Some animal rights activists have drawn parallels to a similarly savage act exactly three years ago when a stray cat was kicked to death by a bunch of teenagers in a public housing estate in Kwun Tong.

In the end, two were convicted of animal cruelty and sentenced to 16 months in prison.

In 2006, Legco passed amendments to the Prevention of Cruelty to Animals Ordinance and toughened the punishment for animal abuse to three years imprisonment and a HK$200,000 (US$25,800) fine from six months and HK$5,000, respectively.

But animal cruelty remains a problem.

Since 2006, 150 to 200 incidents of animal cruelty have been reported each year to law enforcement authorities.

To make matters worse, most of them take place with no eyewitnesses, making it difficult to prosecute offenders, let alone convict them.

Only 10 to 20 offenders on average are convicted each year, roughly one-tenth of the total. There could be countless other cases that go unreported.

Any decent individual, pet lover or not, will be sickened by these statistics.

These acts of cruelty are a violation of basic moral values and have no place in a civilized society.

To our dismay, not only does animal abuse remain rampant in Hong Kong, the degree of cruelty is also escalating.

People who commit such atrocities must be sick, whatever motivations they might have.

Each time this type of crime takes place, animal rights activists and ordinary citizens do their best to keep the issue in the public mind.

However, people may grieve a day or two and forget what happened until the next horrific incident.

Thoughts and prayers alone are not enough.
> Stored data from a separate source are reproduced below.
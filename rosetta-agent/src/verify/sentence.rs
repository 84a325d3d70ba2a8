use super::SentenceTask;
use crate::agents::SENTENCE_TESTER;
use crate::context::VerificationContext;
use crate::prompts;
use crate::verdict::SentenceVerdict;
use rosetta_error::Result;
use rosetta_llm::{parse_structured, GenerateRequest, ReasoningModel};

/// Translate one sentence blind, from the rules and vocabulary alone.
pub async fn test_sentence<M: ReasoningModel>(
    model: &M,
    view: &VerificationContext<'_>,
    task: &SentenceTask,
) -> Result<SentenceVerdict> {
    let prompt = prompts::sentence_test(task, &view.problem.context, view.rules, &view.vocabulary);
    let request =
        GenerateRequest::json(SENTENCE_TESTER, prompt).with_system(prompts::VERIFIER_SYSTEM);
    let generation = model.generate(request).await?;

    let verdict: SentenceVerdict = parse_structured(&generation)?;
    verdict
        .validate()
        .map_err(|e| e.with_context("sentence", task.id.clone()))?;
    Ok(verdict)
}
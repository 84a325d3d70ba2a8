//! Problem data model: the extracted problem, rules, vocabulary, answers.

use serde::{Deserialize, Serialize};
use serde_json::{Map, Value};

/// A Rosetta Stone problem after extraction. Immutable for the rest of the run.
#[derive(Debug, Clone, PartialEq, Serialize, Deserialize)]
pub struct StructuredProblem {
    #[serde(default)]
    pub context: String,
    pub dataset: Vec<DatasetItem>,
    pub questions: Vec<Question>,
}

impl StructuredProblem {
    pub fn question(&self, id: &str) -> Option<&Question> {
        self.questions.iter().find(|q| q.id == id)
    }

    /// First id that appears more than once across dataset and questions
    pub fn duplicate_id(&self) -> Option<&str> {
        let mut seen = std::collections::HashSet::new();
        self.dataset
            .iter()
            .map(|item| item.id.as_str())
            .chain(self.questions.iter().map(|q| q.id.as_str()))
            .find(|id| !seen.insert(*id))
    }
}

/// One paired example. Field names beyond `id` depend on the problem
/// (e.g. `english`, `foreignForm`) and keep their extraction order.
#[derive(Debug, Clone, PartialEq, Serialize, Deserialize)]
pub struct DatasetItem {
    pub id: String,
    #[serde(flatten)]
    pub fields: Map<String, Value>,
}

impl DatasetItem {
    /// Text-valued fields in order
    pub fn text_fields(&self) -> impl Iterator<Item = (&str, &str)> {
        self.fields
            .iter()
            .filter_map(|(k, v)| v.as_str().map(|s| (k.as_str(), s)))
    }

    /// The field a forward translation starts from
    pub fn source(&self) -> Option<(&str, &str)> {
        self.text_fields().next()
    }

    /// The field a forward translation should produce
    pub fn target(&self) -> Option<(&str, &str)> {
        self.text_fields().nth(1)
    }
}

#[derive(Debug, Clone, PartialEq, Eq, Serialize, Deserialize)]
pub struct Question {
    pub id: String,
    /// Task type tag, e.g. "translate-to-english"
    #[serde(rename = "type", default)]
    pub kind: String,
    pub input: String,
}

#[derive(Debug, Clone, Copy, PartialEq, Eq, Hash, Default, Serialize, Deserialize)]
#[serde(rename_all = "UPPERCASE")]
pub enum Confidence {
    High,
    #[default]
    Medium,
    Low,
}

impl Confidence {
    pub fn as_str(&self) -> &'static str {
        match self {
            Confidence::High => "HIGH",
            Confidence::Medium => "MEDIUM",
            Confidence::Low => "LOW",
        }
    }
}

/// A grammar rule hypothesis. Rule sets are replaced wholesale, never patched.
#[derive(Debug, Clone, PartialEq, Eq, Serialize, Deserialize)]
pub struct Rule {
    pub title: String,
    pub description: String,
    /// Advisory only; loop control never reads it
    #[serde(default)]
    pub confidence: Confidence,
}

impl Rule {
    pub fn new(title: impl Into<String>, description: impl Into<String>) -> Self {
        Self {
            title: title.into(),
            description: description.into(),
            confidence: Confidence::Medium,
        }
    }

    pub fn with_confidence(mut self, confidence: Confidence) -> Self {
        self.confidence = confidence;
        self
    }
}

/// A morpheme or word in the discovered lexicon, keyed by `foreign_form`.
#[derive(Debug, Clone, PartialEq, Eq, Serialize, Deserialize)]
#[serde(rename_all = "camelCase")]
pub struct VocabularyEntry {
    pub foreign_form: String,
    pub meaning: String,
    #[serde(rename = "type", default)]
    pub kind: String,
    #[serde(default)]
    pub notes: String,
}

impl VocabularyEntry {
    pub fn new(
        foreign_form: impl Into<String>,
        meaning: impl Into<String>,
        kind: impl Into<String>,
    ) -> Self {
        Self {
            foreign_form: foreign_form.into(),
            meaning: meaning.into(),
            kind: kind.into(),
            notes: String::new(),
        }
    }
}

/// Vocabulary changes proposed alongside a rule set
#[derive(Debug, Clone, Default, PartialEq, Eq, Serialize, Deserialize)]
pub struct VocabularyDelta {
    #[serde(default)]
    pub add: Vec<VocabularyEntry>,
    #[serde(default)]
    pub update: Vec<VocabularyEntry>,
    #[serde(default)]
    pub remove: Vec<String>,
}

impl VocabularyDelta {
    pub fn is_empty(&self) -> bool {
        self.add.is_empty() && self.update.is_empty() && self.remove.is_empty()
    }
}

/// Final answer to one question
#[derive(Debug, Clone, PartialEq, Eq, Serialize, Deserialize)]
#[serde(rename_all = "camelCase")]
pub struct Answer {
    pub question_id: String,
    pub answer: String,
    #[serde(default)]
    pub working_steps: String,
    pub confidence: Confidence,
    #[serde(default)]
    pub confidence_reasoning: String,
}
We could be the only advanced city in the world that allows these crimes to happen every few months.

Somehow, people get used to them and everything becomes routine, from media reporting to public response and prosecution, if ever.

There have been no long-term solutions.

Despite increased calls for an anti-animal abuse police unit, the government has remained lukewarm.

Police officials say their animal watch scheme, launched in 2011, is enough and effective in preventing animal cruelty.

In fact, it's not.

Instead of paying lip service to the anti-abuse measures, why can't our government look into the experience of Taiwan, the United Kingdom and the Netherlands where these initiatives are part of the system

The fact that much of our own experience involves teenagers is alarming.

Has something gone wrong with our education and values?